Per i medici specializzandi, il trattamento economico previsto dal D.LGS. n. 368/1999 è applicabile solo a decorrere dall’anno accademico 2006/2007. Il rapporto di lavoro di tali specializzandi non è qualificabile né come subordinato né come parasubordinato.
Nota a Cass. (ord.) 24 marzo 2022, n. 9622
Flavia Durval
La disciplina del trattamento economico dei medici specializzandi prevista dall’art. 39, D.LGS. n. 368/1999, si applica ai medici iscritti alle relative scuole di specializzazione solo a decorrere dall’anno accademico 2006 – 2007 (per effetto dei differimenti stabiliti per legge) e non ai medici iscritti negli anni antecedenti i quali che restano soggetti alla disciplina di cui al D.LGS. n. 257/1991, “sia sotto il profilo ordinamentale che economico, e ciò in quanto la direttiva 93/16/CEE non ha introdotto alcun nuovo e ulteriore obbligo con riguardo alla misura della borsa di studio di cui alla normativa del 1991” (v. Cass. ord. n. 6355/2018 e n.13445/2018).
Lo ribadisce la Corte di Cassazione 24 marzo 2022, n. 9622 (conf. ad App. Roma n. 5232/2020 ed in linea con il consolidato orientamento della giurisprudenza: v.
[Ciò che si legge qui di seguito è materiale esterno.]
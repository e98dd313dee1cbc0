//! Session token error types.

use thiserror::Error;

/// Why an App Bridge session token was rejected.
#[derive(Debug, Error)]
pub enum SessionTokenError {
    /// No token on the request.
    #[error("missing session token")]
    Missing,

    /// Signature, expiry, audience or shape check failed.
    #[error("invalid session token: {0}")]
    Invalid(#[from] jsonwebtoken::errors::Error),

    /// `dest` is not a shop URL.
    #[error("session token destination is not a shop: {0}")]
    InvalidDestination(String),
}
//! Shop session storage.

use std::collections::HashMap;

use async_trait::async_trait;
use chrono::{DateTime, Utc};
use secrecy::{ExposeSecret, SecretString};
use shopi_section_core::ShopDomain;
use sqlx::PgPool;
use tokio::sync::RwLock;

use super::{RepositoryError, SessionStorage};
use crate::config::parse_scopes;
use crate::models::ShopSession;

/// Internal row type for `PostgreSQL` queries.
#[derive(Debug, sqlx::FromRow)]
struct ShopSessionRow {
    id: String,
    shop: String,
    access_token: String,
    scope: String,
    created_at: DateTime<Utc>,
    updated_at: DateTime<Utc>,
}

impl TryFrom<ShopSessionRow> for ShopSession {
    type Error = RepositoryError;

    fn try_from(row: ShopSessionRow) -> Result<Self, Self::Error> {
        let shop = ShopDomain::parse(&row.shop).map_err(|e| {
            RepositoryError::DataCorruption(format!("invalid shop in session {}: {e}", row.id))
        })?;

        Ok(Self {
            id: row.id,
            shop,
            access_token: SecretString::from(row.access_token),
            scopes: parse_scopes(&row.scope),
            created_at: row.created_at,
            updated_at: row.updated_at,
        })
    }
}

// =============================================================================
// PostgreSQL
// =============================================================================

/// Session storage backed by `shopi_section.shop_session`.
#[derive(Debug, Clone)]
pub struct PgSessionStorage {
    pool: PgPool,
}

impl PgSessionStorage {
    /// Create a new session storage.
    #[must_use]
    pub const fn new(pool: PgPool) -> Self {
        Self { pool }
    }
}

#[async_trait]
impl SessionStorage for PgSessionStorage {
    async fn load(&self, shop: &ShopDomain) -> Result<Option<ShopSession>, RepositoryError> {
        let row = sqlx::query_as::<_, ShopSessionRow>(
            r"
            SELECT id, shop, access_token, scope, created_at, updated_at
            FROM shopi_section.shop_session
            WHERE id = $1
            ",
        )
        .bind(ShopSession::offline_id(shop))
        .fetch_optional(&self.pool)
        .await?;

        row.map(ShopSession::try_from).transpose()
    }

    async fn store(&self, session: &ShopSession) -> Result<(), RepositoryError> {
        sqlx::query(
            r"
            INSERT INTO shopi_section.shop_session (id, shop, access_token, scope)
            VALUES ($1, $2, $3, $4)
            ON CONFLICT (id) DO UPDATE SET
                access_token = EXCLUDED.access_token,
                scope = EXCLUDED.scope,
                updated_at = now()
            ",
        )
        .bind(&session.id)
        .bind(&session.shop)
        .bind(session.access_token.expose_secret())
        .bind(session.scope())
        .execute(&self.pool)
        .await?;

        Ok(())
    }

    async fn delete(&self, shop: &ShopDomain) -> Result<bool, RepositoryError> {
        let result = sqlx::query(
            r"
            DELETE FROM shopi_section.shop_session
            WHERE id = $1
            ",
        )
        .bind(ShopSession::offline_id(shop))
        .execute(&self.pool)
        .await?;

        Ok(result.rows_affected() > 0)
    }

    async fn list(&self) -> Result<Vec<ShopSession>, RepositoryError> {
        let rows = sqlx::query_as::<_, ShopSessionRow>(
            r"
            SELECT id, shop, access_token, scope, created_at, updated_at
            FROM shopi_section.shop_session
            ORDER BY created_at
            ",
        )
        .fetch_all(&self.pool)
        .await?;

        rows.into_iter().map(ShopSession::try_from).collect()
    }

    async fn ping(&self) -> Result<(), RepositoryError> {
        sqlx::query("SELECT 1").execute(&self.pool).await?;
        Ok(())
    }
}

// =============================================================================
// In-memory
// =============================================================================

/// Session storage kept in process memory.
#[derive(Debug, Default)]
pub struct MemorySessionStorage {
    sessions: RwLock<HashMap<String, ShopSession>>,
}

impl MemorySessionStorage {
    /// Create an empty storage.
    #[must_use]
    pub fn new() -> Self {
        Self::default()
    }
}

#[async_trait]
impl SessionStorage for MemorySessionStorage {
    async fn load(&self, shop: &ShopDomain) -> Result<Option<ShopSession>, RepositoryError> {
        Ok(self
            .sessions
            .read()
            .await
            .get(&ShopSession::offline_id(shop))
            .cloned())
    }

    async fn store(&self, session: &ShopSession) -> Result<(), RepositoryError> {
        let mut sessions = self.sessions.write().await;
        let mut session = session.clone();
        if let Some(existing) = sessions.get(&session.id) {
            session.created_at = existing.created_at;
            session.updated_at = Utc::now();
        }
        sessions.insert(session.id.clone(), session);
        Ok(())
    }

    async fn delete(&self, shop: &ShopDomain) -> Result<bool, RepositoryError> {
        Ok(self
            .sessions
            .write()
            .await
            .remove(&ShopSession::offline_id(shop))
            .is_some())
    }

    async fn list(&self) -> Result<Vec<ShopSession>, RepositoryError> {
        let mut sessions: Vec<ShopSession> =
            self.sessions.read().await.values().cloned().collect();
        sessions.sort_by_key(|s| s.created_at);
        Ok(sessions)
    }
}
Cass. ord. n. 8503/2020) che ha rigettato la domanda proposta da numerosi medici volta ad ottenere il risarcimento, in proprio favore, dei danni sofferti in conseguenza del mancato recepimento, da parte dello Stato italiano, della direttiva europea 93/16/CEE. Ciò, sul presupposto che essi, dopo il conseguimento della laurea in medicina, avevano frequentato scuole di specializzazione senza percepire gli importi previsti dal D.LGS. n. 368/1999 attuativo della citata direttiva europea, né alcuna rivalutazione degli importi medesimi, oltre alla relativa rideterminazione triennale concernente il personale medico dipendente del servizio sanitario nazionale.
La Corte precisa altresì che il D.LGS. n. 368/1999, nel recepire la direttiva n. 93/16 (che ha codificato, raccogliendole in un testo unico, le precedenti direttive n. 75/362 e n. 75/363, con le relative successive modificazioni), “ha riorganizzato l’ordinamento delle scuole universitarie di specializzazione in medicina e chirurgia, istituendo e disciplinando un vero e proprio contratto di formazione (inizialmente denominato ‘contratto di formazione lavoro’ e successivamente ‘contratto di formazione specialistica’) da stipulare, e rinnovare annualmente, tra Università (e Regioni) e medici specializzandi, con un meccanismo di retribuzione articolato in una quota fissa e una quota variabile, in concreto periodicamente determinate da successivi decreti ministeriali”.
Tale contratto, peraltro, per giurisprudenza costante, “non dà luogo a un rapporto inquadrabile nell’ambito del lavoro subordinato, né è riconducibile alle ipotesi di parasubordinazione, non essendo ravvisabile una relazione sinallagmatica di scambio tra l’attività degli specializzandi e gli emolumenti previsti dalla legge, restando conseguentemente inapplicabili l’art. 36 Cost. e il principio di adeguatezza della retribuzione ivi contenuto” (cfr. Cass. ord. n. 18670/2017 e Cass. n. 27481/2008).
In questi termini, v. anche Cass. (ord.) 8 settembre 2020, n. 18667, in q. sito con nota di M.N. BETTINI e G.I. VIGLIOTTI.